The input:
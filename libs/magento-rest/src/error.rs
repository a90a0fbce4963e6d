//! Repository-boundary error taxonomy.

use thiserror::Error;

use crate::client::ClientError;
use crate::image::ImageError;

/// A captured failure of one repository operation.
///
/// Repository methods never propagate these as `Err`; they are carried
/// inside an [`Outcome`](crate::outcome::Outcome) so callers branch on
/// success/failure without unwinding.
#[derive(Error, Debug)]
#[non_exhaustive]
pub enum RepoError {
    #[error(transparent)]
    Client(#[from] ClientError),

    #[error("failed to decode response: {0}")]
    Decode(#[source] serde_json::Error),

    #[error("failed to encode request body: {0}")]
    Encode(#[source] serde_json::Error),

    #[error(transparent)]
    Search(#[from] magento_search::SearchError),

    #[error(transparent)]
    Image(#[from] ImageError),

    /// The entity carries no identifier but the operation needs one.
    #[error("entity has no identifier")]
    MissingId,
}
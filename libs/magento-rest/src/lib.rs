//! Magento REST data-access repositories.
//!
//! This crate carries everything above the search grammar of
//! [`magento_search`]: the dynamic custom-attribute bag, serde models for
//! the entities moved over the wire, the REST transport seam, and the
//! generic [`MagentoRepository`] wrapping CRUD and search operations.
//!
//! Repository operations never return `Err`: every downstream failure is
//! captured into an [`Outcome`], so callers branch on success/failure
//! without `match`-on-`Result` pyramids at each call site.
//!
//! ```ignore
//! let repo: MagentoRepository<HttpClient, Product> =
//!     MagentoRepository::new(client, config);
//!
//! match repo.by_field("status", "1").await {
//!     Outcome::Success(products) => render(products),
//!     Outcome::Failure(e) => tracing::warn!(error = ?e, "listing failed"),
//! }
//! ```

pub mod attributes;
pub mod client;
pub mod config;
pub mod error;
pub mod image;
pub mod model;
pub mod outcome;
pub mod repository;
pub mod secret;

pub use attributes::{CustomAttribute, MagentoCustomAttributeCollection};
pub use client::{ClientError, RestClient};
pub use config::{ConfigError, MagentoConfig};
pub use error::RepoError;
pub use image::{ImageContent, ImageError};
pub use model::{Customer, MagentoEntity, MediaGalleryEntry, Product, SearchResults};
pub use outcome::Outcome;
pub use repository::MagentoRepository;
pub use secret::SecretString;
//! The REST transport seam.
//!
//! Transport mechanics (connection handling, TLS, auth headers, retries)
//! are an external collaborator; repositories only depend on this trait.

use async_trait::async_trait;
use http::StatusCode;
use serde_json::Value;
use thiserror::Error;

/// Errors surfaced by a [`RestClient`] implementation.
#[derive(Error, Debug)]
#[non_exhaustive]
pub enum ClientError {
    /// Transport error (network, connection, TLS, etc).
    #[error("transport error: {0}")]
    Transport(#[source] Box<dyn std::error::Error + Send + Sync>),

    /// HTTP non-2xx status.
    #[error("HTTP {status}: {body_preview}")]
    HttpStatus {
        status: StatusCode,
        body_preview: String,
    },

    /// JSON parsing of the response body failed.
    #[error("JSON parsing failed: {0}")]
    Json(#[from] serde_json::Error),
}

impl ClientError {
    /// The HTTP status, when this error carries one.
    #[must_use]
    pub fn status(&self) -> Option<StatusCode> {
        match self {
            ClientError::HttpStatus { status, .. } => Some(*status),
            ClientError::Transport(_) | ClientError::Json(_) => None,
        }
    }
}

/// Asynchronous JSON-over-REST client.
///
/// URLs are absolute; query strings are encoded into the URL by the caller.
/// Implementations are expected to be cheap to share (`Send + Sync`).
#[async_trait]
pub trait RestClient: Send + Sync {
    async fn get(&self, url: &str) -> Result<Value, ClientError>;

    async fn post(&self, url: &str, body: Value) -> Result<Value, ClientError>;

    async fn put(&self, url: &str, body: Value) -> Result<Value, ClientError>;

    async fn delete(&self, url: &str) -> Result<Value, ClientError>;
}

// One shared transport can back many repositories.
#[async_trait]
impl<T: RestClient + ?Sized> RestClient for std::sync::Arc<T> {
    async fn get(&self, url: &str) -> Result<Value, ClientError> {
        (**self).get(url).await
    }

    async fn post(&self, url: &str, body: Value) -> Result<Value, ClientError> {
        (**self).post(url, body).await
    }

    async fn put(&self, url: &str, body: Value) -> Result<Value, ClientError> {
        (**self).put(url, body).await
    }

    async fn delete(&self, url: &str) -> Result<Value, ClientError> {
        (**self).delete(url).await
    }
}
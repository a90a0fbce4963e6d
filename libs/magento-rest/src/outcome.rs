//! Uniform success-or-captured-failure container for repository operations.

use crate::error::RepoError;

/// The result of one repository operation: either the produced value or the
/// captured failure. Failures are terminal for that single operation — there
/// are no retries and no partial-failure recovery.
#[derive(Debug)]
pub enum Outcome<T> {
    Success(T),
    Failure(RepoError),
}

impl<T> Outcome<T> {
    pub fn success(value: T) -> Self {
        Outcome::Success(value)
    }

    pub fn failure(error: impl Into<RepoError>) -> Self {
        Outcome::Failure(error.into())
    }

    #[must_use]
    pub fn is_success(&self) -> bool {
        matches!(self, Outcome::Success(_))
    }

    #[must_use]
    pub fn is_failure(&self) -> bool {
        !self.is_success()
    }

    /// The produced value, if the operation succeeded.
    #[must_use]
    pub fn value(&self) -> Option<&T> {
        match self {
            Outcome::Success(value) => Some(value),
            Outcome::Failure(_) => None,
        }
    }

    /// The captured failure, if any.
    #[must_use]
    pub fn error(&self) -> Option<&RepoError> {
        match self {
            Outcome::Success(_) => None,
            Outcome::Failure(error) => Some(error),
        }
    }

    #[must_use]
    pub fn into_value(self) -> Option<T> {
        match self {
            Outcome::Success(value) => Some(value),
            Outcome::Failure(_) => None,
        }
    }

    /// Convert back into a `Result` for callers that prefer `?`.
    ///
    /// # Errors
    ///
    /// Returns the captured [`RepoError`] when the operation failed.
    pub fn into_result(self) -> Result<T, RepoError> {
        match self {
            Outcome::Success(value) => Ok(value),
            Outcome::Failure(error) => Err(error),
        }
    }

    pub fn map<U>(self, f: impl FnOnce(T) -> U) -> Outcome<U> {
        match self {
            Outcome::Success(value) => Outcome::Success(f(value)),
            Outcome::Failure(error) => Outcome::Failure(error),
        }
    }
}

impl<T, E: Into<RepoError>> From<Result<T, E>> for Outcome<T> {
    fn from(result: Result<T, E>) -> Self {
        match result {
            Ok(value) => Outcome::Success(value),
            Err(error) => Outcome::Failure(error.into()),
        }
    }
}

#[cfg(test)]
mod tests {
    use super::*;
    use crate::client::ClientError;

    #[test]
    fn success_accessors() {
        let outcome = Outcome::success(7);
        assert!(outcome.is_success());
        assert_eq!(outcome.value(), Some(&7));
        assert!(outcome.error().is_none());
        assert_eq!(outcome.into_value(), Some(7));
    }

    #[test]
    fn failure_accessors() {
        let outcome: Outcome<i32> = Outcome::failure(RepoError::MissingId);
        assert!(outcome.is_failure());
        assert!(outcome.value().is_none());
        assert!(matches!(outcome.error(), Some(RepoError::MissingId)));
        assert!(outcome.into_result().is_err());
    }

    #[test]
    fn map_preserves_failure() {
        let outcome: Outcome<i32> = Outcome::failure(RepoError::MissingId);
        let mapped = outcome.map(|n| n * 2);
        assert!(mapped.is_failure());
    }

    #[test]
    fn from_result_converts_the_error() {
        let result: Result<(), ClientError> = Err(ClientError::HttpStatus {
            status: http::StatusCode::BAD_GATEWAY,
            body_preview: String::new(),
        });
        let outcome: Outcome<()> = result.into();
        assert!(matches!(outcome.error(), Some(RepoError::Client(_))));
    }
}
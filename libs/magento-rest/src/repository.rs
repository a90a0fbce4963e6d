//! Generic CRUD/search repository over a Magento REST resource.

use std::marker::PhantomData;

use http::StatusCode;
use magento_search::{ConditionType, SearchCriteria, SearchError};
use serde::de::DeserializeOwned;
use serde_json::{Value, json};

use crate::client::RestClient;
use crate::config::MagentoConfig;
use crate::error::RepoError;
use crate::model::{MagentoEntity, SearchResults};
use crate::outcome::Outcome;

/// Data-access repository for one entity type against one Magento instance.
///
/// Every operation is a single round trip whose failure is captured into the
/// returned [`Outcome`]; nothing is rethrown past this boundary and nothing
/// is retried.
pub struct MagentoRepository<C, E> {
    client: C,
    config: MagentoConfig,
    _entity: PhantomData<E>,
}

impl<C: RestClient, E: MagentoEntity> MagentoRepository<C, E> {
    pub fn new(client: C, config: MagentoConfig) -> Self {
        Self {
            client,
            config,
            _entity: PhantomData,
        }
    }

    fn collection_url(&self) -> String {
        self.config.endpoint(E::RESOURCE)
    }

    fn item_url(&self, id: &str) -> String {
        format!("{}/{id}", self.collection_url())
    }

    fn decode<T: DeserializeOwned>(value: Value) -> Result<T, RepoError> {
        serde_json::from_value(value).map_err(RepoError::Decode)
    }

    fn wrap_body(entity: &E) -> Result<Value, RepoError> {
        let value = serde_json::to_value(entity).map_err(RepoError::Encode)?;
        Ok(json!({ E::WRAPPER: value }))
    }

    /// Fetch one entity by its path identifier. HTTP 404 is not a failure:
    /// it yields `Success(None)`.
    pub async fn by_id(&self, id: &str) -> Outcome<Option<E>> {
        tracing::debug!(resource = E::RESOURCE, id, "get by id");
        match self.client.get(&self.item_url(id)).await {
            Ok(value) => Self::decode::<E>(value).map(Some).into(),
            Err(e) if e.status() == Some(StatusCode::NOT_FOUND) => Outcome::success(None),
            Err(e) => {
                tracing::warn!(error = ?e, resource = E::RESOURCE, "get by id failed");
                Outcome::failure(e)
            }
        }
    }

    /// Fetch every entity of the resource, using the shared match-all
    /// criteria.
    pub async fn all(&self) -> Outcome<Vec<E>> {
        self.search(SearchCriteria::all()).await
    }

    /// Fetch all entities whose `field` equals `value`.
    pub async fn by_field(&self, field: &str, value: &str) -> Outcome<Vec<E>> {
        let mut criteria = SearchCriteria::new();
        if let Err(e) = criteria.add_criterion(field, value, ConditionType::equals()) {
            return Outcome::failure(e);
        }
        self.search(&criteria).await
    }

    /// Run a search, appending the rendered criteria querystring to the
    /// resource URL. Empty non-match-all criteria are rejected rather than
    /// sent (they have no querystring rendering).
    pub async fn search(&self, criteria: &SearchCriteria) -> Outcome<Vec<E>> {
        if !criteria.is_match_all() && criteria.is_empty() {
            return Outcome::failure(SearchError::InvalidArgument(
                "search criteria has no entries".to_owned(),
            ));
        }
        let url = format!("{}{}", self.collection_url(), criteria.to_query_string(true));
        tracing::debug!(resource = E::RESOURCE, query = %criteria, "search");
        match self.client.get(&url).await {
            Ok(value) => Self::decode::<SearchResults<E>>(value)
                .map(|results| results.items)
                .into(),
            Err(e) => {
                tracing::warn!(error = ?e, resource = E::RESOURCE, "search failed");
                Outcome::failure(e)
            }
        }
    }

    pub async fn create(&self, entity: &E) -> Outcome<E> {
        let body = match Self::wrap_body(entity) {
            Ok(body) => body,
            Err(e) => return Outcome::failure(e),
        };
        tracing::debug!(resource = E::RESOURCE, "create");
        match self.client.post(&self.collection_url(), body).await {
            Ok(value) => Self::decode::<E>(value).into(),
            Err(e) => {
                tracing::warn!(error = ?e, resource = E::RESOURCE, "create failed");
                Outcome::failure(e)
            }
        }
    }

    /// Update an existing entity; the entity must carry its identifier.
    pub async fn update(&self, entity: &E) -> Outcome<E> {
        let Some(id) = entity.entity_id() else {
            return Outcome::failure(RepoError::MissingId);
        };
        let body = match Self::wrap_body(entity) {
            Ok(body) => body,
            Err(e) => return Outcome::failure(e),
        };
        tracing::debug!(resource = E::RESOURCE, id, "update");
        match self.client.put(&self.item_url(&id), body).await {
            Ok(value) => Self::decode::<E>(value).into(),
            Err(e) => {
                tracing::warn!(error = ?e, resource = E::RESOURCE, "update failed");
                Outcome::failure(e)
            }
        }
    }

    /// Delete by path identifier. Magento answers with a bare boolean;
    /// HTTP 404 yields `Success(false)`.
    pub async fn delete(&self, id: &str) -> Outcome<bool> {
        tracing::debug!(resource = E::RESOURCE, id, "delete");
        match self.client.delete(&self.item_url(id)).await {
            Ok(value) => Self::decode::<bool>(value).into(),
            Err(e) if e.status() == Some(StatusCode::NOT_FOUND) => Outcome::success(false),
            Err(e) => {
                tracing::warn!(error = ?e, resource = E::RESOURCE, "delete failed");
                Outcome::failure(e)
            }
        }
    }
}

Assignment: Reproduce only the lines above spanning from the line containing "filename libs/magento-rest/src/repository.rs" through the line containing "use crate::outcome::Outcome;", word for word.

Response to the task:
filename libs/magento-rest/src/repository.rs
repository a90a0fbce4963e6d
//! Generic CRUD/search repository over a Magento REST resource.

use std::marker::PhantomData;

use http::StatusCode;
use magento_search::{ConditionType, SearchCriteria, SearchError};
use serde::de::DeserializeOwned;
use serde_json::{Value, json};

use crate::client::RestClient;
use crate::config::MagentoConfig;
use crate::error::RepoError;
use crate::model::{MagentoEntity, SearchResults};
use crate::outcome::Outcome;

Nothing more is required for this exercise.